» WHAT YOU HAVE TO DO
Would you return the entries below word for word?

» RECORDS SHOWN

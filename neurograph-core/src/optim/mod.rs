// neurograph-core/src/optim/mod.rs

//! Parameter updates over the collated stores.

pub mod grad_clipping;
pub mod optimizer_trait;
pub mod rmsprop;

pub use grad_clipping::clip_grad_norm;
pub use optimizer_trait::Optimizer;
pub use rmsprop::{rmsprop, RmsProp, RmsPropHyperParams, RMSPROP_EPS};
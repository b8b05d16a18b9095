//! Data plumbing and the training loop for `neurograph-core` models.
//!
//! [`VecDataset`] holds paired examples, [`samplers`] decide the visiting
//! order and [`DataLoader`] copies mini-batches into flat feed buffers.
//! [`train_fnn1`] ties them to an RMSProp optimizer.

pub mod dataloader;
pub mod datasets;
pub mod samplers;
pub mod trainer;

pub use dataloader::DataLoader;
pub use datasets::{Dataset, VecDataset};
pub use trainer::{train_fnn1, TrainConfig};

» REPLY TO THE TASK
filename neurograph-core/src/optim/mod.rs
// neurograph-core/src/optim/mod.rs

//! Parameter updates over the collated stores.

pub mod grad_clipping;
pub mod optimizer_trait;
pub mod rmsprop;

pub use grad_clipping::clip_grad_norm;
pub use optimizer_trait::Optimizer;
pub use rmsprop::{rmsprop, RmsProp, RmsPropHyperParams, RMSPROP_EPS};
repository b8b05d16a18b9095
//! Data plumbing and the training loop for `neurograph-core` models.
//!
//! [`VecDataset`] holds paired examples, [`samplers`] decide the visiting
//! order and [`DataLoader`] copies mini-batches into flat feed buffers.
//! [`train_fnn1`] ties them to an RMSProp optimizer.

pub mod dataloader;
pub mod datasets;
pub mod samplers;
pub mod trainer;

pub use dataloader::DataLoader;
pub use datasets::{Dataset, VecDataset};
pub use trainer::{train_fnn1, TrainConfig};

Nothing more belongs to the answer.